This data is produced for each nation, but our dataset allows areas to be roughly compared across the whole UK (with a separate file for comparing just Great Britain, without Northern Ireland).
This is useful if you have postcode data you want to add information about deprivation to, but sometimes you want to be comparing the bigger areas like local councils and Westminster constituencies.
In the course of some of mySociety’s recent work, we’ve added new sheets to the deprivation dataset that show the relative deprivation of UK councils and Westminster constituencies.
This works by using a population weighted average – where each neighbourhood’s raw score is multiplied by its population, added together for the authority/constituency and then divided by the total population. This new score can then be ranked and put into deciles.
Because local authorities and (to a lesser extent) constituencies, have different sizes at a national level, the deciles are based on the percentage of the population rather than number of councils or constituencies. So the 1st decile contains the councils with the highest deprivation, that collectively account for 10% of the population.

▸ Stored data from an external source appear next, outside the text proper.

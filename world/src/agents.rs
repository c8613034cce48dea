//! Agent records owned by the world.

use fire_rescue_core::{AgentId, AgentSnapshot, CellCoord, Role};

#[derive(Clone, Debug)]
pub(crate) struct Agent {
    pub(crate) id: AgentId,
    pub(crate) role: Role,
    pub(crate) cell: CellCoord,
    pub(crate) stored_ap: u8,
    pub(crate) carrying_victim: bool,
    pub(crate) target: Option<CellCoord>,
}

impl Agent {
    pub(crate) fn new(id: AgentId, role: Role, cell: CellCoord, stored_ap: u8) -> Self {
        Self {
            id,
            role,
            cell,
            stored_ap,
            carrying_victim: false,
            target: None,
        }
    }

    pub(crate) fn snapshot(&self) -> AgentSnapshot {
        AgentSnapshot {
            id: self.id,
            role: self.role,
            cell: self.cell,
            stored_ap: self.stored_ap,
            carrying_victim: self.carrying_victim,
            target: self.target,
        }
    }

    /// Grants the per-turn allowance; anything above the ceiling is dropped.
    pub(crate) fn grant(&mut self, amount: u8, ceiling: u8) {
        self.stored_ap = self.stored_ap.saturating_add(amount).min(ceiling);
    }

    /// Deducts a price the caller has already checked is affordable.
    pub(crate) fn spend(&mut self, cost: u8) {
        debug_assert!(cost <= self.stored_ap, "spending more AP than stored");
        self.stored_ap = self.stored_ap.saturating_sub(cost);
    }
}
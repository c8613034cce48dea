//! JSON lines state feed written to standard output.

use std::io::Write;

use anyhow::{Context, Result};
use fire_rescue_core::Changelog;
use fire_rescue_system_rounds::GameSummary;
use fire_rescue_world::query::WorldSnapshot;
use serde::Serialize;

/// One line of the feed.
#[derive(Debug, Serialize)]
#[serde(tag = "type", rename_all = "snake_case")]
pub(crate) enum FeedMessage<'a> {
    /// Full state before the first round.
    Snapshot {
        /// Seed of the game.
        seed: u64,
        /// Board state.
        state: &'a WorldSnapshot,
    },
    /// Everything one round changed.
    Round {
        /// Round changelog.
        changelog: &'a Changelog,
    },
    /// Final account of one game.
    Summary {
        /// Seed of the game.
        seed: u64,
        /// Rounds, counters and outcome.
        summary: &'a GameSummary,
    },
    /// Results over every game of the run.
    Totals {
        /// Games played.
        games: u32,
        /// Games won.
        victories: u32,
        /// Games lost.
        defeats: u32,
        /// Games cut off by the round limit.
        unfinished: u32,
    },
}

/// Writes feed messages, one JSON document per line.
#[derive(Debug)]
pub(crate) struct FeedWriter<W> {
    out: W,
}

impl<W: Write> FeedWriter<W> {
    pub(crate) const fn new(out: W) -> Self {
        Self { out }
    }

    pub(crate) fn send(&mut self, message: &FeedMessage<'_>) -> Result<()> {
        serde_json::to_writer(&mut self.out, message).context("failed to encode feed message")?;
        self.out
            .write_all(b"\n")
            .context("failed to write feed message")
    }

    pub(crate) fn flush(&mut self) -> Result<()> {
        self.out.flush().context("failed to flush feed")
    }
}

#[cfg(test)]
mod tests {
    use super::*;
    use fire_rescue_core::{Counters, Outcome};
    use serde_json::Value;

    #[test]
    fn messages_are_tagged_and_newline_separated() {
        let mut buffer = Vec::new();
        let summary = GameSummary {
            rounds: 12,
            counters: Counters {
                damage_points: 24,
                people_rescued: 2,
                people_lost: 1,
            },
            outcome: Some(Outcome::StructuralCollapse),
        };
        {
            let mut feed = FeedWriter::new(&mut buffer);
            feed.send(&FeedMessage::Summary {
                seed: 3,
                summary: &summary,
            })
            .expect("in-memory write");
            feed.send(&FeedMessage::Totals {
                games: 1,
                victories: 0,
                defeats: 1,
                unfinished: 0,
            })
            .expect("in-memory write");
        }

        let text = String::from_utf8(buffer).expect("utf-8");
        let lines: Vec<Value> = text
            .lines()
            .map(|line| serde_json::from_str(line).expect("one document per line"))
            .collect();
        assert_eq!(lines.len(), 2);
        assert_eq!(lines[0]["type"], "summary");
        assert_eq!(lines[0]["summary"]["outcome"], "structural_collapse");
        assert_eq!(lines[0]["summary"]["counters"]["damage_points"], 24);
        assert_eq!(lines[1]["type"], "totals");
        assert_eq!(lines[1]["defeats"], 1);
    }
}
//! Tunable rule constants shared by the world and the systems.

use serde::{Deserialize, Serialize};

/// Whether agents may chop through walls while travelling.
#[derive(Clone, Copy, Debug, Default, PartialEq, Eq, Hash, Serialize, Deserialize)]
#[serde(rename_all = "snake_case")]
pub enum BreachPolicy {
    /// Walls are always obstacles.
    Never,
    /// Walls are crossable only when no route avoids them.
    #[default]
    WhenNoAlternative,
    /// Walls are always crossable at the breach surcharge.
    Always,
}

/// Order in which agents take their turns within a round.
#[derive(Clone, Copy, Debug, Default, PartialEq, Eq, Hash, Serialize, Deserialize)]
#[serde(rename_all = "snake_case")]
pub enum TurnOrder {
    /// Ascending agent identifier every round.
    #[default]
    Fixed,
    /// Reshuffled with the seeded generator at the start of every round.
    Shuffled,
}

/// Complete rule set of a simulation.
///
/// Defaults reproduce the board game: 4 AP per turn banked up to 8, a wall
/// falls after two hits, and the game ends at 24 damage, 4 lost victims or 7
/// rescued ones.
#[derive(Clone, Debug, PartialEq, Eq, Serialize, Deserialize)]
#[serde(default)]
pub struct Rules {
    /// Action points granted at the start of every turn.
    pub ap_per_turn: u8,
    /// Ceiling on banked action points; overflow is discarded.
    pub max_ap: u8,
    /// Action points an agent holds when it enters the board.
    pub starting_ap: u8,
    /// An agent keeps acting while it holds at least this many points.
    pub turn_threshold: u8,
    /// Price of a plain step.
    pub move_cost: u8,
    /// Price of a step while carrying a victim.
    pub carry_move_cost: u8,
    /// Price of clearing smoke.
    pub extinguish_smoke_cost: u8,
    /// Price of clearing fire.
    pub extinguish_fire_cost: u8,
    /// Surcharge of chopping at a wall.
    pub breach_cost: u8,
    /// Surcharge of opening a closed door.
    pub open_door_cost: u8,
    /// Price of closing an open door.
    pub close_door_cost: u8,
    /// Price of turning a point of interest over.
    pub reveal_cost: u8,
    /// Structural damage that collapses the building.
    pub damage_limit: u32,
    /// Lost victims that end the game.
    pub lost_limit: u32,
    /// Rescued victims that win the game.
    pub rescue_target: u32,
    /// Outstanding points of interest kept on the board by replenishment.
    pub min_outstanding_pois: u32,
    /// Victims available to replenishment.
    pub victim_pool: u32,
    /// False alarms available to replenishment.
    pub false_alarm_pool: u32,
    /// Wall crossing policy used by path planning.
    pub breach_policy: BreachPolicy,
    /// Turn order policy used by the round controller.
    pub turn_order: TurnOrder,
}

impl Rules {
    /// Price of a single step for an agent with the provided carry state.
    #[must_use]
    pub const fn step_cost(&self, carrying_victim: bool) -> u8 {
        if carrying_victim {
            self.carry_move_cost
        } else {
            self.move_cost
        }
    }
}

impl Default for Rules {
    fn default() -> Self {
        Self {
            ap_per_turn: 4,
            max_ap: 8,
            starting_ap: 4,
            turn_threshold: 4,
            move_cost: 1,
            carry_move_cost: 2,
            extinguish_smoke_cost: 1,
            extinguish_fire_cost: 2,
            breach_cost: 2,
            open_door_cost: 1,
            close_door_cost: 1,
            reveal_cost: 1,
            damage_limit: 24,
            lost_limit: 4,
            rescue_target: 7,
            min_outstanding_pois: 3,
            victim_pool: 8,
            false_alarm_pool: 4,
            breach_policy: BreachPolicy::WhenNoAlternative,
            turn_order: TurnOrder::Fixed,
        }
    }
}
//! Relocation of agents whose cell caught fire.

use fire_rescue_core::{AgentSnapshot, CellCoord, Command, Event, GridError, HazardLevel};
use fire_rescue_system_navigation::PathCost;
use fire_rescue_world::{query, World};
use log::{info, warn};

use crate::{apply_all, ActionEconomy};

impl ActionEconomy {
    /// Emits the commands that carry a knocked-down agent to an exit.
    ///
    /// Exits are tried in ascending path cost for the agent's carry state,
    /// layout order breaking ties. Unreachable exits are considered only when
    /// no exit can be reached. The first one not on fire is taken; a burning
    /// one is taken only when the agent can afford to put it out on arrival.
    /// With no safe exit the agent lands on the cheapest exit anyway.
    pub fn plan_escape(
        &self,
        world: &World,
        agent: &AgentSnapshot,
        out: &mut Vec<Command>,
    ) -> Result<Option<CellCoord>, GridError> {
        let topology = query::topology(world);
        let mut exits: Vec<(PathCost, CellCoord)> = Vec::new();
        for &exit in query::entry_points(world) {
            let cost =
                self.planner()
                    .path_cost(topology, agent.cell, exit, agent.carrying_victim)?;
            exits.push((cost, exit));
        }
        if exits.iter().any(|(cost, _)| cost.is_reachable()) {
            exits.retain(|(cost, _)| cost.is_reachable());
        }
        exits.sort_by_key(|(cost, _)| *cost);

        let fire_cost = query::rules(world).extinguish_fire_cost;
        let mut chosen = None;
        for &(_, exit) in &exits {
            match query::hazard(world, exit)? {
                HazardLevel::Fire if agent.stored_ap >= fire_cost => {
                    chosen = Some((exit, true));
                    break;
                }
                HazardLevel::Fire => {}
                HazardLevel::Clear | HazardLevel::Smoke => {
                    chosen = Some((exit, false));
                    break;
                }
            }
        }

        let (exit, extinguish) = match (chosen, exits.first()) {
            (Some(choice), _) => choice,
            (None, Some(&(_, cheapest))) => {
                warn!(
                    "agent {} found no safe exit, falling back to {cheapest}",
                    agent.id.get()
                );
                (cheapest, false)
            }
            (None, None) => {
                warn!("agent {} has no exit to escape to", agent.id.get());
                return Ok(None);
            }
        };

        out.push(Command::Escape {
            agent: agent.id,
            to: exit,
        });
        if extinguish {
            out.push(Command::Extinguish {
                agent: agent.id,
                cell: exit,
            });
        }
        Ok(Some(exit))
    }

    /// Relocates every agent reported by [`Event::AgentCaughtInFire`] that
    /// still stands on a burning cell. Returns the number of agents moved.
    pub fn relocate_caught(
        &self,
        world: &mut World,
        events: &[Event],
        out_events: &mut Vec<Event>,
    ) -> Result<usize, GridError> {
        let mut caught = Vec::new();
        for event in events {
            if let Event::AgentCaughtInFire { agent, .. } = event {
                if !caught.contains(agent) {
                    caught.push(*agent);
                }
            }
        }

        let mut relocated = 0;
        for agent in caught {
            let Some(snapshot) = query::agent(world, agent) else {
                continue;
            };
            if query::hazard(world, snapshot.cell)? != HazardLevel::Fire {
                continue;
            }

            let mut commands = Vec::new();
            if let Some(exit) = self.plan_escape(world, &snapshot, &mut commands)? {
                info!("agent {} escaped from {} to {exit}", agent.get(), snapshot.cell);
                if !apply_all(world, commands, out_events) {
                    warn!("agent {} could not finish its escape", agent.get());
                }
                relocated += 1;
            }
        }
        Ok(relocated)
    }
}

If working with data that is entirely from Scotland, Wales or Northern Ireland, it is better to use one of the official datasets that are derived from the national index.
If you want to use our data for climate related purposes, I run drop-in hours on Thursdays and Friday to talk about our data, or just email me! For more information on our climate data, see our previous blog post.
You can sign up to our data newsletter to keep up to date with future updates.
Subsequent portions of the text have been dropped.